From: "Yann E. MORIN" <yann.morin.1998@free.fr>
To: Herve Codina <herve.codina@bootlin.com>
Cc: Thomas Petazzoni <thomas.petazzoni@bootlin.com>, buildroot@buildroot.org
Subject: Re: [Buildroot] [RFC PATCH 1/1] support/download: allow to use part of file in checksum checking
Date: Thu, 27 Jul 2023 17:59:44 +0200 [thread overview]
Message-ID: <20230727155944.GF3544423@scaer> (raw)
In-Reply-To: <20230727125123.927568-1-herve.codina@bootlin.com>
Hervé, All,
On 2023-07-27 14:51 +0200, Herve Codina spake thusly:
> The checksum checking is done on whole files only using the <pkg>.hash
> checksum references.
> Among the files checked, files related to licenses are checked.
>
> Some packages do not contain any specific license files and, for
> them, some source files are used. These source files contain license
> information (usually comments at the beginning of the file).
>
> Using the whole source file for checksum checking in this case can lead
> to issues if a br2-external is present and applies some patches to this
s/br2-external/global patch-dir/
> source file.
> Indeed, patching a package from a br2-external is allowed but in that
s/br2-external/global patch-dir/
> case the whole file checksum change and all checksum verification done
> on that file fails. In particular 'make legal-info' fails.
>
> Using only the license related part of a source file for checksum
> checking solve this issue.
> 'make legal-info' will fail only if the license part is modify.
modified
> Introduce the possibility to have a lines range in <pkg>.hash and, if
> present, compute checksum on the part defined by this lines range.

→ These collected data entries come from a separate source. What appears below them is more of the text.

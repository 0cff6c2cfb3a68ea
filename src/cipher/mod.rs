#![warn(clippy::all, clippy::pedantic, clippy::nursery, clippy::cargo)]
//! A workspace for solving substitution ciphers by hand.
//!
//! The ciphertext is typed into a 12x12 grid. A second grid of the same shape
//! shows each cell decrypted through the substitutions chosen so far, so typing a
//! plain letter over one cell updates every cell with the same cipher letter.

/// The two grids, their cursor and the key handling.
pub mod grid;
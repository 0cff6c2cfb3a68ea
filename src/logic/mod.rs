#![warn(clippy::all, clippy::pedantic, clippy::nursery, clippy::cargo)]
//! Self-referential five-choice logic questions.
//!
//! Every question has five choices. Choice `c` makes a claim built from one
//! operator and up to two of the variables `A`..`E`, and variable `c` stands for
//! "choice `c` is correct". A truth assignment solves the question when every
//! choice's claim evaluates to that choice's own variable.

/// Operators, operands and the check of a single choice.
pub mod choice;
/// Random question generation.
pub mod generate;
/// Static selection menus.
pub mod menu;
/// The operator vocabulary.
pub mod operator;
/// The puzzle text format.
pub mod parse;
/// Puzzles and the edits applied to them.
pub mod puzzle;
/// Questions and their derived solutions.
pub mod question;
/// The brute-force solver.
pub mod solver;
/// Truth assignments and their enumeration.
pub mod truth_table;
/// The five named variables.
pub mod variable;
#![warn(clippy::all, clippy::pedantic, clippy::nursery, clippy::cargo)]
//! A small text format for writing puzzles down.
//!
//! Each non-empty line that does not start with `#` is one question. A question is
//! five choices separated by `|`. A choice is an operator keyword followed by its
//! operands:
//!
//! ```text
//! # A says B is right, B says A is right, ...
//! is B | is A | false | not C | nor A D
//! true | none | and A - | xor B E | -
//! ```
//!
//! Keywords are `none` (or `-`), `true`, `false`, `is`, `not`, `and`, `or`, `xor`,
//! `nand` and `nor`. Operands are the letters `A` to `E`, or `-` for "not chosen
//! yet". Operands may be left out, in which case they are unset too.

use crate::logic::choice::Choice;
use crate::logic::operator::Operator;
use crate::logic::puzzle::{Puzzle, PuzzleError};
use crate::logic::solver::Choices;
use crate::logic::truth_table::AssignmentRange;
use crate::logic::variable::{NUM_VARIABLES, Variable};
use itertools::Itertools;
use std::fs::File;
use std::io::{self, BufRead, BufReader};
use std::path::Path;
use thiserror::Error;

/// File extension of puzzle files.
pub const PUZZLE_EXTENSION: &str = "puzzle";

/// Separator between the choices of a question.
pub const CHOICE_SEPARATOR: char = '|';

/// What went wrong on a line.
#[derive(Debug, Clone, PartialEq, Eq, Error)]
pub enum ParseErrorKind {
    /// The keyword is not an operator.
    #[error("unknown operator '{0}'")]
    UnknownOperator(String),
    /// The operand is not one of `A`..`E` or `-`.
    #[error("unknown variable '{0}'")]
    UnknownVariable(String),
    /// More operands than the operator reads.
    #[error("'{operator}' takes {arity} operand(s), got {given}")]
    TooManyOperands {
        /// Operator keyword.
        operator: String,
        /// Operands the operator reads.
        arity: usize,
        /// Operands written.
        given: usize,
    },
    /// A question did not have exactly five choices.
    #[error("expected {n} choices, found {0}", n = NUM_VARIABLES)]
    WrongChoiceCount(usize),
    /// A choice between separators was empty.
    #[error("choice {0} is empty")]
    EmptyChoice(usize),
}

/// Errors raised while reading puzzles.
#[derive(Debug, Error)]
pub enum ParseError {
    /// A line could not be parsed.
    #[error("line {line}: {kind}")]
    Line {
        /// 1-based line number.
        line: usize,
        /// The problem found.
        kind: ParseErrorKind,
    },
    /// The questions do not form a valid puzzle.
    #[error(transparent)]
    Puzzle(#[from] PuzzleError),
    /// Reading the input failed.
    #[error("failed to read puzzle: {0}")]
    Io(#[from] io::Error),
}

/// Parses a single operand token.
fn parse_operand(token: &str) -> Result<Option<Variable>, ParseErrorKind> {
    if token == "-" {
        return Ok(None);
    }
    token
        .parse::<Variable>()
        .map(Some)
        .map_err(ParseErrorKind::UnknownVariable)
}

/// Parses one choice, e.g. `and A B` or `none`.
///
/// # Errors
///
/// If the keyword or an operand is unknown, or too many operands are given.
pub fn parse_choice(text: &str) -> Result<Choice, ParseErrorKind> {
    let mut tokens = text.split_whitespace();
    let Some(keyword) = tokens.next() else {
        return Err(ParseErrorKind::EmptyChoice(0));
    };
    let operands: Vec<&str> = tokens.collect();

    let operator = match keyword.to_ascii_lowercase().as_str() {
        "none" | "-" => None,
        _ => Some(
            keyword
                .parse::<Operator>()
                .map_err(ParseErrorKind::UnknownOperator)?,
        ),
    };

    let arity = Operator::arity_of(operator);
    if operands.len() > arity {
        return Err(ParseErrorKind::TooManyOperands {
            operator: keyword.to_string(),
            arity,
            given: operands.len(),
        });
    }

    let operand1 = operands.first().map(|t| parse_operand(t)).transpose()?.flatten();
    let operand2 = operands.get(1).map(|t| parse_operand(t)).transpose()?.flatten();

    Ok(Choice::new(operator, operand1, operand2))
}

/// Parses the five choices of one question line.
///
/// # Errors
///
/// If the line does not hold exactly five valid choices.
pub fn parse_choices(line: &str) -> Result<Choices, ParseErrorKind> {
    let parts = line.split(CHOICE_SEPARATOR).collect_vec();
    if parts.len() != NUM_VARIABLES {
        return Err(ParseErrorKind::WrongChoiceCount(parts.len()));
    }

    let mut choices = [Choice::EMPTY; NUM_VARIABLES];
    for (index, (slot, part)) in choices.iter_mut().zip(parts).enumerate() {
        *slot = parse_choice(part).map_err(|e| match e {
            ParseErrorKind::EmptyChoice(_) => ParseErrorKind::EmptyChoice(index),
            other => other,
        })?;
    }
    Ok(choices)
}

/// Parses every question from a reader, solving each over `range`.
///
/// # Errors
///
/// On I/O failure, malformed lines, or more questions than a puzzle holds.
pub fn parse_puzzle<R: BufRead>(reader: R, range: AssignmentRange) -> Result<Puzzle, ParseError> {
    let mut questions = Vec::new();
    for (number, line) in reader.lines().enumerate() {
        let line = line?;
        let trimmed = line.trim();
        if trimmed.is_empty() || trimmed.starts_with('#') {
            continue;
        }

        let choices = parse_choices(trimmed).map_err(|kind| ParseError::Line {
            line: number + 1,
            kind,
        })?;
        questions.push(choices);
    }

    Ok(Puzzle::from_choices(questions, range)?)
}

/// Parses puzzle text held in memory.
///
/// # Errors
///
/// See [`parse_puzzle`].
pub fn parse_puzzle_str(text: &str, range: AssignmentRange) -> Result<Puzzle, ParseError> {
    parse_puzzle(text.as_bytes(), range)
}

/// Opens and parses a puzzle file.
///
/// # Errors
///
/// If the file cannot be opened, or see [`parse_puzzle`].
pub fn parse_puzzle_file<P: AsRef<Path>>(
    path: P,
    range: AssignmentRange,
) -> Result<Puzzle, ParseError> {
    let file = File::open(path)?;
    parse_puzzle(BufReader::new(file), range)
}
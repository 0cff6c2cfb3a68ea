use puzzle_aids::cipher::grid::GridError;
use puzzle_aids::logic::parse::ParseError;
use puzzle_aids::logic::puzzle::PuzzleError;
use thiserror::Error;

pub(crate) type AppResult<T> = Result<T, AppError>;

#[derive(Error, Debug)]
pub(crate) enum AppError {
    #[error("IO error, more details: {0}")]
    Io(#[from] std::io::Error),
    #[error("The puzzle could not be read, more details: {0}")]
    Parse(#[from] ParseError),
    #[error("Invalid puzzle, more details: {0}")]
    Puzzle(#[from] PuzzleError),
    #[error("Invalid cipher grid, more details: {0}")]
    Grid(#[from] GridError),
    #[error("Failed to read allocator statistics: {0}")]
    Allocator(#[from] tikv_jemalloc_ctl::Error),
    #[error("The path {0} is neither a puzzle file nor a directory.")]
    InvalidPath(String),
    #[error("Unknown operator '{0}'.")]
    UnknownOperator(String),
    #[error("No question with a single solution in {0} attempt(s).")]
    GenerationFailed(usize),
    #[error("The {0} command takes no --range, --stats or --show-all before it.")]
    UnusedOptions(String),
    #[error("No command provided. Use --help for more information.")]
    MissingCommand,
}

impl AppError {
    pub(crate) fn invalid_path(path: impl std::fmt::Display) -> Self {
        Self::InvalidPath(format!("{path}"))
    }
}
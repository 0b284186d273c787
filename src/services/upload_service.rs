//! src/services/upload_service.rs
//!
//! Reads the multipart form, streaming the single `attachment` file to the
//! uploads directory and collecting the text fields. The stored file is owned
//! by a [`StoredUpload`] guard that deletes it again unless the submission is
//! committed.

use crate::{models::submission::AttachmentRef, services::validation::SubmissionFields};
use axum::{
    extract::multipart::{Field, Multipart, MultipartError},
    http::StatusCode,
};
use chrono::Utc;
use std::{
    io::{self, ErrorKind},
    path::PathBuf,
};
use thiserror::Error;
use tokio::{
    fs::{self, OpenOptions},
    io::AsyncWriteExt,
};
use tracing::{debug, warn};

/// Largest accepted attachment, in bytes.
pub const MAX_UPLOAD_BYTES: u64 = 5 * 1024 * 1024;

/// Multipart field carrying the file.
pub const ATTACHMENT_FIELD: &str = "attachment";

pub const ALLOWED_CONTENT_TYPES: [&str; 4] =
    ["application/pdf", "image/jpeg", "image/jpg", "image/png"];

#[derive(Debug, Error)]
pub enum UploadError {
    #[error("Invalid file type. Only PDF, JPG, and PNG files are allowed.")]
    InvalidFileType(Option<String>),
    #[error("File size must not exceed 5MB")]
    FileTooLarge,
    #[error("Only one attachment may be submitted")]
    ExtraAttachment,
    #[error("{0}")]
    Multipart(MultipartError),
    #[error(transparent)]
    Io(#[from] io::Error),
}

impl From<MultipartError> for UploadError {
    fn from(err: MultipartError) -> Self {
        // The framework body limit trips before our own counter on huge bodies.
        if err.status() == StatusCode::PAYLOAD_TOO_LARGE {
            UploadError::FileTooLarge
        } else {
            UploadError::Multipart(err)
        }
    }
}

pub type UploadResult<T> = Result<T, UploadError>;

/// Everything read from one form post.
#[derive(Debug, Default)]
pub struct ReceivedForm {
    pub fields: SubmissionFields,
    pub attachment: Option<StoredUpload>,
}

/// An attachment written to the uploads directory.
///
/// Dropping it removes the file unless [`StoredUpload::keep`] was called.
#[derive(Debug)]
pub struct StoredUpload {
    pub original_filename: String,
    pub content_type: String,
    pub path: PathBuf,
    pub size_bytes: u64,
    armed: bool,
}

impl StoredUpload {
    pub fn attachment_ref(&self) -> AttachmentRef {
        AttachmentRef {
            original_filename: self.original_filename.clone(),
            stored_path: self.path.display().to_string(),
        }
    }

    /// Keep the file on disk; the submission referencing it is durable.
    pub fn keep(mut self) {
        self.armed = false;
    }

    fn remove(&mut self) {
        if !self.armed {
            return;
        }
        self.armed = false;
        match std::fs::remove_file(&self.path) {
            Ok(_) => debug!("removed orphaned upload {}", self.path.display()),
            Err(err) if err.kind() == ErrorKind::NotFound => {}
            Err(err) => warn!(
                "failed to remove orphaned upload {}: {}",
                self.path.display(),
                err
            ),
        }
    }
}

impl Drop for StoredUpload {
    fn drop(&mut self) {
        self.remove();
    }
}

#[derive(Clone, Debug)]
pub struct UploadService {
    /// Directory where accepted attachments are written.
    pub upload_dir: PathBuf,

    pub max_bytes: u64,
}

impl UploadService {
    pub fn new(upload_dir: impl Into<PathBuf>) -> Self {
        Self {
            upload_dir: upload_dir.into(),
            max_bytes: MAX_UPLOAD_BYTES,
        }
    }

    /// Read the whole multipart body.
    ///
    /// Text fields `name`, `email` and `message` are collected (last value
    /// wins), other text fields are ignored. On any error a file that was
    /// already written is removed before returning.
    pub async fn receive(&self, mut multipart: Multipart) -> UploadResult<ReceivedForm> {
        let mut form = ReceivedForm::default();

        while let Some(field) = multipart.next_field().await? {
            let field_name = field.name().unwrap_or("").to_string();
            match field_name.as_str() {
                ATTACHMENT_FIELD => {
                    let Some(upload) = self.store_field(field).await? else {
                        continue;
                    };
                    if form.attachment.is_some() {
                        // `upload` and the earlier file are both dropped here.
                        return Err(UploadError::ExtraAttachment);
                    }
                    form.attachment = Some(upload);
                }
                "name" => form.fields.name = Some(field.text().await?),
                "email" => form.fields.email = Some(field.text().await?),
                "message" => form.fields.message = Some(field.text().await?),
                other => debug!("ignoring unknown multipart field: {}", other),
            }
        }

        Ok(form)
    }

    /// Stream one file part to disk.
    ///
    /// Returns `None` for a part without a filename, which is what browsers
    /// send for an empty file input.
    async fn store_field(&self, mut field: Field<'_>) -> UploadResult<Option<StoredUpload>> {
        let original_filename = match field.file_name() {
            Some(name) if !name.is_empty() => name.to_string(),
            _ => {
                debug!("skipping attachment part without a filename");
                return Ok(None);
            }
        };

        let content_type = field.content_type().map(str::to_string);
        match content_type.as_deref() {
            Some(ct) if ALLOWED_CONTENT_TYPES.contains(&ct) => {}
            _ => return Err(UploadError::InvalidFileType(content_type)),
        }

        let path = self.upload_dir.join(stored_name(&original_filename));
        let mut file = OpenOptions::new()
            .write(true)
            .create_new(true)
            .open(&path)
            .await?;

        // From here on the guard owns the file.
        let mut upload = StoredUpload {
            original_filename,
            content_type: content_type.unwrap_or_default(),
            path,
            size_bytes: 0,
            armed: true,
        };

        while let Some(chunk) = field.chunk().await? {
            upload.size_bytes += chunk.len() as u64;
            if upload.size_bytes > self.max_bytes {
                debug!(
                    "attachment {} exceeded {} bytes",
                    upload.original_filename, self.max_bytes
                );
                return Err(UploadError::FileTooLarge);
            }
            file.write_all(&chunk).await?;
        }
        file.flush().await?;
        file.sync_all().await?;

        debug!(
            "stored attachment {} ({} bytes, {}) at {}",
            upload.original_filename,
            upload.size_bytes,
            upload.content_type,
            upload.path.display()
        );
        Ok(Some(upload))
    }

    /// Create the uploads directory if it is missing.
    pub async fn ensure_dir(&self) -> io::Result<()> {
        fs::create_dir_all(&self.upload_dir).await
    }
}

/// Build the on-disk name `<unix-millis>-<random>-<original>`.
pub fn stored_name(original: &str) -> String {
    format!(
        "{}-{}-{}",
        Utc::now().timestamp_millis(),
        rand::random_range(0..1_000_000_000u32),
        safe_file_name(original)
    )
}

/// Reduce a client filename to a single harmless path component.
fn safe_file_name(original: &str) -> String {
    let last = original
        .rsplit(['/', '\\'])
        .next()
        .unwrap_or(original);
    let cleaned: String = last.chars().filter(|c| !c.is_control()).collect();
    match cleaned.as_str() {
        "" | "." | ".." => "attachment".to_string(),
        _ => cleaned,
    }
}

I'm afraid this is fraught with limitations.
For example, I've seen source files where the license texts (yes,
plural) are spread out out in the source file, intermixed between
parts of the code.
If you patch such a file, you are certain that:
1. its hash as a whole changes, as you noticed
2. the license will not be on the lines you expect them to be, and will
defeat your proposed scheme.
> For instance, in <pkg>.hash:
> sha256 xxxxxx foo.c <-- sha256 on the whole foo.c file
> sha256 xxxxxx foo.c 1,15 <-- sha256 on extraction from line 1 to 15
That's hackish.
Instead, I would argue for either or both of the following:
1. considering that the source file is used as a license file, it is
not non-redistributable, so it is already redistributed as part of
the legal-info artefacts, so I would suggest that we simply stop
using source file as a license file;
2. for such packages, add a post-extract hook that prepares the license
file(s), and register those as _FOO_LICENSE_FILES instead. By using
code, you can search for patterns rather than depend on constant
line numbers.
Both are trivial enough, I believe.
Regards,
Yann E. MORIN.
> Signed-off-by: Herve Codina <herve.codina@bootlin.com>
> ---
> support/download/check-hash | 24 +++++++++++++++++++-----
> 1 file changed, 19 insertions(+), 5 deletions(-)
>
> diff --git a/support/download/check-hash b/support/download/check-hash
> index 5a47f49bc3..a90c9ca58a 100755
> --- a/support/download/check-hash
> +++ b/support/download/check-hash
> @@ -45,10 +45,20 @@ fi
> # $1: algo hash
> # $2: known hash
> # $3: file (full path)
> +# $4: lines ranges in the form s,e. If present, the checksum is compute on the
> +# file extracted part from line number s to line number e included.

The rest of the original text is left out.